Harry has spent a few weeks dreading what would happen when Darius asked him that, but as it turned out, he has an answer ready to hand. “I’m sorry, sir,” he says firmly. “That wouldn’t be appropriate.”

Darius turns to him with a faint, vexed frown. He was gathering up the essays that people turned in—ones that have been hard for Harry and most of his followers to write because of the logical fallicies that made their heads spin—but now he lets them fall from his fingers. “Why not, Mr. Potter?”

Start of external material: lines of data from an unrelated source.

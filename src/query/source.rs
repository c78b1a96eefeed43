//! Reqwest-backed access to the parks feature service.

use super::{Query, QueryLimits, SoqlParams};
use crate::core::config::DataSourceConfig;
use crate::data::park::{parse_feature_collection, ParkFeature};
use crate::{ParkMapError, Result};
use async_trait::async_trait;
use once_cell::sync::OnceCell;
use reqwest::{header, Client, Url};
use std::time::Duration;

/// Anything that can answer park queries
#[async_trait]
pub trait FeatureSource: Send + Sync {
    /// Runs `query` and returns the parsed records.
    ///
    /// Fails with a network error (transport failure or non-success status)
    /// or a parse error (body is not a park feature collection).
    async fn fetch_features(&self, query: &Query) -> Result<Vec<ParkFeature>>;
}

/// Feature source issuing HTTP GET requests against one dataset endpoint
pub struct HttpFeatureSource {
    /// Built on first use so construction never touches TLS setup
    client: OnceCell<Client>,
    endpoint: Url,
    limits: QueryLimits,
    timeout: Duration,
    user_agent: String,
}

impl HttpFeatureSource {
    pub fn new(config: &DataSourceConfig) -> Result<Self> {
        Ok(Self {
            client: OnceCell::new(),
            endpoint: config.endpoint_url()?,
            limits: config.limits(),
            timeout: config.timeout(),
            user_agent: config.user_agent.clone(),
        })
    }

    /// Uses a caller-provided client instead of building one
    pub fn with_client(client: Client, endpoint: Url, limits: QueryLimits) -> Self {
        Self {
            client: OnceCell::with_value(client),
            endpoint,
            limits,
            timeout: Duration::from_secs(30),
            user_agent: String::new(),
        }
    }

    /// Full request URL for `query`
    pub fn request_url(&self, query: &Query) -> Url {
        SoqlParams::for_query(query, &self.limits).to_url(&self.endpoint)
    }

    pub fn endpoint(&self) -> &Url {
        &self.endpoint
    }

    fn client(&self) -> Result<&Client> {
        self.client.get_or_try_init(|| {
            Client::builder()
                .user_agent(self.user_agent.as_str())
                .timeout(self.timeout)
                .build()
                .map_err(ParkMapError::from)
        })
    }
}

#[async_trait]
impl FeatureSource for HttpFeatureSource {
    async fn fetch_features(&self, query: &Query) -> Result<Vec<ParkFeature>> {
        let url = self.request_url(query);
        log::debug!("fetching parks: {}", url);

        let response = self
            .client()?
            .get(url)
            .header(header::ACCEPT, "application/geo+json, application/json")
            .send()
            .await?;

        let status = response.status();
        if !status.is_success() {
            log::warn!("park query failed with status {}", status);
            return Err(ParkMapError::Status(status.as_u16()));
        }

        let body = response.text().await?;
        let parks = parse_feature_collection(&body)?;
        log::debug!("received {} park records ({} bytes)", parks.len(), body.len());
        Ok(parks)
    }
}
use crate::{
    core::{
        config::MapViewConfig,
        constants::FIT_BOUNDS_PADDING,
        geo::{LatLng, LatLngBounds},
        viewport::Viewport,
    },
    layers::{
        base::{LayerTrait, LayerType},
        manager::LayerManager,
        style::PolygonStyle,
        tile::TileLayer,
        vector::OverlayLayer,
    },
    prelude::HashMap,
    traits::MapWidget,
    ui::controls::{Control, ControlContent},
    ParkMapError, Result,
};

/// A map widget that keeps everything in memory
///
/// Used by the command-line driver and by tests; it records what a real
/// widget would draw without drawing it.
pub struct HeadlessMap {
    layers: LayerManager,
    viewport: Viewport,
    controls: HashMap<String, Control>,
    attributions: Vec<String>,
}

impl HeadlessMap {
    pub fn new(viewport: Viewport) -> Self {
        Self {
            layers: LayerManager::new(),
            viewport,
            controls: HashMap::default(),
            attributions: Vec::new(),
        }
    }

    /// A map sized and zoom-limited per `config`, not yet centered
    pub fn from_config(config: &MapViewConfig) -> Self {
        let mut viewport = Viewport::new(config.center, config.zoom, config.size);
        viewport.set_zoom_limits(config.min_zoom, config.max_zoom);
        Self::new(viewport)
    }

    pub fn viewport(&self) -> &Viewport {
        &self.viewport
    }

    pub fn layers(&self) -> &LayerManager {
        &self.layers
    }

    pub fn overlay(&self, id: &str) -> Option<&OverlayLayer> {
        self.layers
            .get_layer(id)
            .and_then(|layer| layer.as_any().downcast_ref::<OverlayLayer>())
    }

    pub fn overlay_ids(&self) -> Vec<String> {
        self.layers.ids_of_type(LayerType::Overlay)
    }

    pub fn overlay_count(&self) -> usize {
        self.overlay_ids().len()
    }

    pub fn tile_layer_count(&self) -> usize {
        self.layers.ids_of_type(LayerType::Tile).len()
    }

    /// Id of the layer drawn last
    pub fn top_layer_id(&self) -> Option<String> {
        self.layers.top().map(|layer| layer.id().to_string())
    }

    pub fn control(&self, id: &str) -> Option<&Control> {
        self.controls.get(id)
    }

    pub fn attributions(&self) -> &[String] {
        &self.attributions
    }
}

impl Default for HeadlessMap {
    fn default() -> Self {
        Self::from_config(&MapViewConfig::default())
    }
}

impl MapWidget for HeadlessMap {
    fn add_tile_layer(&mut self, layer: TileLayer) -> Result<()> {
        let attribution = layer.attribution().to_string();
        self.layers.add_layer(Box::new(layer))?;
        if !attribution.is_empty() {
            self.add_attribution(&attribution);
        }
        Ok(())
    }

    fn add_overlay(&mut self, overlay: OverlayLayer) -> Result<()> {
        self.layers.add_layer(Box::new(overlay))
    }

    fn set_overlay_style(&mut self, id: &str, style: PolygonStyle) -> Result<()> {
        self.layers
            .with_layer_mut(id, |layer| {
                layer
                    .as_any_mut()
                    .downcast_mut::<OverlayLayer>()
                    .map(|overlay| overlay.set_style(style))
            })
            .flatten()
            .ok_or_else(|| ParkMapError::Layer(format!("no overlay '{}'", id)))
    }

    fn bring_to_front(&mut self, id: &str) -> Result<()> {
        if self.layers.bring_to_front(id) {
            Ok(())
        } else {
            Err(ParkMapError::Layer(format!("no layer '{}'", id)))
        }
    }

    fn remove_layer(&mut self, id: &str) -> bool {
        self.layers.remove_layer(id).is_some()
    }

    fn fit_bounds(&mut self, bounds: &LatLngBounds) {
        self.viewport.fit_bounds(bounds, Some(FIT_BOUNDS_PADDING));
    }

    fn set_view(&mut self, center: LatLng, zoom: f64) {
        self.viewport.set_view(center, zoom);
    }

    fn add_control(&mut self, control: Control) -> Result<()> {
        if self.controls.contains_key(&control.id) {
            return Err(ParkMapError::Layer(format!(
                "control '{}' already attached",
                control.id
            )));
        }
        self.controls.insert(control.id.clone(), control);
        Ok(())
    }

    fn update_control(&mut self, id: &str, content: ControlContent) -> Result<()> {
        let control = self
            .controls
            .get_mut(id)
            .ok_or_else(|| ParkMapError::Layer(format!("no control '{}'", id)))?;
        control.content = content;
        Ok(())
    }

    fn add_attribution(&mut self, text: &str) {
        if !self.attributions.iter().any(|existing| existing == text) {
            self.attributions.push(text.to_string());
        }
    }

    fn layer_ids(&self) -> Vec<String> {
        self.layers.ids()
    }
}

“It wouldn’t be appropriate.”

“But why not?”

“You want to court me, sir. Or at least you made your intentions to court me clear before you became my professor. We can’t present even the appearance of impropriety, or some people would clamor for my expulsion and your sacking.”

Darius’s face relaxes. “You don’t have to worry about that, Mr. Potter. No one would dare allege such a thing.”

“Why not, sir?”

“Because of my age, and yours. They wouldn’t think of a courtship between us as anything like romantic. What matters is that I am offering my protection to you, and you are inclined to accept it as protection. That is all that matters.”

Harry can hear someone slumping against the wall outside the door of the classroom. Of course he had someone wait to guide him away, once they realized he wasn’t coming out. He stares intently at Darius, though, and decides he’d like to handle this himself.

Among other things, he thinks either Theo or Hermione might really try to kill Darius if they came back into the classroom right now.

“But I’m not inclined to accept it as protection, sir.”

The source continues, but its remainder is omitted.